Oh, The Places You'll Go

Are You Coming?

Notes: Because Guy won't stop talking to me. Not that I mind. Mmmmm, Guy. quiesce said ha! and did beta duties. *hearts*

"So who would you rather snog?" asked Guy, jerking his thumb towards Mac. "Him or me?"

Angela didn't look up from her Waldorf salad. She was picking out every raisin, every walnut and every piece of apple, piling it on the side of her plate. She then took each piece of mayonnaise covered celery, dipped it in her water glass, dried it on a napkin and then, finally, ate it. Guy had once asked why she didn't just buy a stick of celery and be done with it. It lacked challenge, she said.

"Him," said Angela.

Guy looked affronted, while Mac stared off into the distance; a magnifying glass would have revealed a minuscule quirk of his lips.

"Whyyyyyyyyyyyyyyy?" whined Guy. "I mean, come on, look at us. I'm a svelte, virile, Swiss love-machine and he's ..."

"He's what?"

"He's a carrot in reverse. Green, skinny body and fluffy orange top."

"These scrubs come off, you know, Guy. They're not surgically attached to my body."
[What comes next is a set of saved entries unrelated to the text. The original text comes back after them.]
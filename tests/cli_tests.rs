//! Integration tests for the CLI application
//!
//! These tests run the compiled binary against real data files.

use std::io::Write;
use std::path::Path;
use std::process::{Command, Output};
use tempfile::{NamedTempFile, TempDir};

/// Helper to create test data files
struct TestDataFiles {
    pub training: NamedTempFile,
    pub test: NamedTempFile,
    pub test_labels: NamedTempFile,
    pub wide_test: NamedTempFile,
}

impl TestDataFiles {
    fn new() -> std::io::Result<Self> {
        // Two classes, label in the last column
        let mut training = NamedTempFile::with_suffix(".csv")?;
        writeln!(training, "2.0,1.0,1")?;
        writeln!(training, "-2.0,-1.0,0")?;
        writeln!(training, "1.5,0.8,1")?;
        writeln!(training, "-1.5,-0.8,0")?;
        writeln!(training, "1.8,0.9,1")?;
        writeln!(training, "-1.8,-0.9,0")?;
        training.flush()?;

        let mut test = NamedTempFile::with_suffix(".csv")?;
        writeln!(test, "1.6,0.7")?;
        writeln!(test, "-1.6,-0.7")?;
        test.flush()?;

        let mut test_labels = NamedTempFile::with_suffix(".csv")?;
        writeln!(test_labels, "1")?;
        writeln!(test_labels, "0")?;
        test_labels.flush()?;

        let mut wide_test = NamedTempFile::with_suffix(".csv")?;
        writeln!(wide_test, "1.0,2.0,3.0")?;
        wide_test.flush()?;

        Ok(TestDataFiles {
            training,
            test,
            test_labels,
            wide_test,
        })
    }
}

fn linsvm<I, S>(args: I) -> Output
where
    I: IntoIterator<Item = S>,
    S: AsRef<std::ffi::OsStr>,
{
    Command::new(env!("CARGO_BIN_EXE_linsvm"))
        .args(args)
        .env("RUST_LOG", "info")
        .output()
        .expect("Failed to run CLI binary")
}

fn path_arg(path: &Path) -> String {
    path.to_string_lossy().into_owned()
}

fn stderr(output: &Output) -> String {
    String::from_utf8_lossy(&output.stderr).into_owned()
}

#[test]
fn test_cli_help() {
    let output = linsvm(["--help"]);
    assert!(output.status.success());

    let stdout = String::from_utf8_lossy(&output.stdout);
    for flag in ["--training", "--lambda", "--optimizer", "--test-labels", "--score"] {
        assert!(stdout.contains(flag), "help should mention {flag}");
    }
}

#[test]
fn test_cli_train_then_predict() {
    let files = TestDataFiles::new().unwrap();
    let dir = TempDir::new().unwrap();
    let model = dir.path().join("model.json");
    let predictions = dir.path().join("predictions.csv");

    let output = linsvm([
        "-t".to_string(),
        path_arg(files.training.path()),
        "-L".to_string(),
        "0.1".to_string(),
        "-M".to_string(),
        path_arg(&model),
    ]);
    assert!(output.status.success(), "training failed: {}", stderr(&output));
    assert!(model.exists());

    let output = linsvm([
        "-m".to_string(),
        path_arg(&model),
        "-T".to_string(),
        path_arg(files.test.path()),
        "-A".to_string(),
        path_arg(files.test_labels.path()),
        "-P".to_string(),
        path_arg(&predictions),
    ]);
    assert!(output.status.success(), "prediction failed: {}", stderr(&output));

    let written = std::fs::read_to_string(&predictions).unwrap();
    assert_eq!(written, "1\n0\n");
    assert!(stderr(&output).contains("Total accuracy for all points is 1"));
}

#[test]
fn test_cli_warns_when_nothing_is_saved() {
    let files = TestDataFiles::new().unwrap();
    let output = linsvm(["-t".to_string(), path_arg(files.training.path())]);

    assert!(output.status.success());
    assert!(stderr(&output).contains("no output will be saved"));
}

#[test]
fn test_cli_rejects_negative_lambda() {
    let files = TestDataFiles::new().unwrap();
    let output = linsvm([
        "-t".to_string(),
        path_arg(files.training.path()),
        "-L".to_string(),
        "-1".to_string(),
    ]);

    assert_eq!(output.status.code(), Some(1));
    assert!(stderr(&output).contains("lambda"));
}

#[test]
fn test_cli_rejects_unknown_optimizer() {
    let files = TestDataFiles::new().unwrap();
    let output = linsvm([
        "-t".to_string(),
        path_arg(files.training.path()),
        "-O".to_string(),
        "foo".to_string(),
    ]);

    assert_eq!(output.status.code(), Some(1));
    assert!(stderr(&output).contains("foo"));
}

#[test]
fn test_cli_requires_training_or_model() {
    let files = TestDataFiles::new().unwrap();
    let output = linsvm(["-T".to_string(), path_arg(files.test.path())]);

    assert_eq!(output.status.code(), Some(1));
}

#[test]
fn test_cli_dimensionality_mismatch() {
    let files = TestDataFiles::new().unwrap();
    let output = linsvm([
        "-t".to_string(),
        path_arg(files.training.path()),
        "-T".to_string(),
        path_arg(files.wide_test.path()),
    ]);

    assert_eq!(output.status.code(), Some(1));
    let err = stderr(&output);
    assert!(err.contains("(3)") && err.contains("(2)"), "{err}");
}

#[test]
fn test_cli_psgd_with_scores() {
    let files = TestDataFiles::new().unwrap();
    let dir = TempDir::new().unwrap();
    let scores = dir.path().join("scores.csv");

    let output = linsvm([
        "-t".to_string(),
        path_arg(files.training.path()),
        "-O".to_string(),
        "psgd".to_string(),
        "-s".to_string(),
        "0.05".to_string(),
        "-T".to_string(),
        path_arg(files.test.path()),
        "-p".to_string(),
        path_arg(&scores),
    ]);
    assert!(output.status.success(), "psgd run failed: {}", stderr(&output));

    let written = std::fs::read_to_string(&scores).unwrap();
    let lines: Vec<&str> = written.lines().collect();
    assert_eq!(lines.len(), 2);
    assert!(lines.iter().all(|line| line.split(',').count() == 2));
}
"Yes, I know that, but they're on you now. She says she'd rather snog you now. While you look like a negative vegetable and I look ..." Guy swept his hands down the front of his white coat, "like—"

"An upturned lightbulb in a deformed clown wig?" interrupted Mac.

"Erm, no. The embodiment of health, vigour and the owner of a rather sizeable penis, actually."

"What's the size of your manhood got to do with your kissing technique?" asked Angela, waggling a celery-bearing fork in her water.

"Well, when you've sampled the Secretan snog you're going to want to check out the rest of the package. I'm irresistible." Guy leaned forward and gave Angela his full-beam charm offensive.

"And yet," said Angela, biting delicately through the now-dried celery, "I resist."

Guy sneered and straightened up.

"Yeah, well, you're the exception that proves the rule. I before E. Huh, you are, in fact, 'weird'. I might have guessed."

"I might snog you first, actually, Guy."

"Yeah?" Now that was more like it.

"Yeah. It would stop you saying something stupid for a whole five seconds."

"We can only hope," said Mac.

"Yesssssssssssssss!" Guy punched his hands in the air. "I win!"

Angela rolled her eyes, tossed her hair, pushed back her chair and left. Guy was still celebrating. He twisted on his chair and shoved his face in Mac's.

"I win! Angela would rather snog me than you. That means I'm better than you in every measurable way. So yes!"

"I would rather be snogged because of my cool, yet adorable, nature than have someone's tongue shoved down my throat just so I didn't talk anymore. But if you want to have it you can. I am not petty." Mac patted Guy's cheek and turned his attention to his sandwich.

"I win," muttered Guy, scowling as he twisted back round.

"And you might want to rethink the every measurable way thing. For example, I am a better surgeon than you."

"That's a boring measure," scoffed Guy. "I'm talking about the ones that count."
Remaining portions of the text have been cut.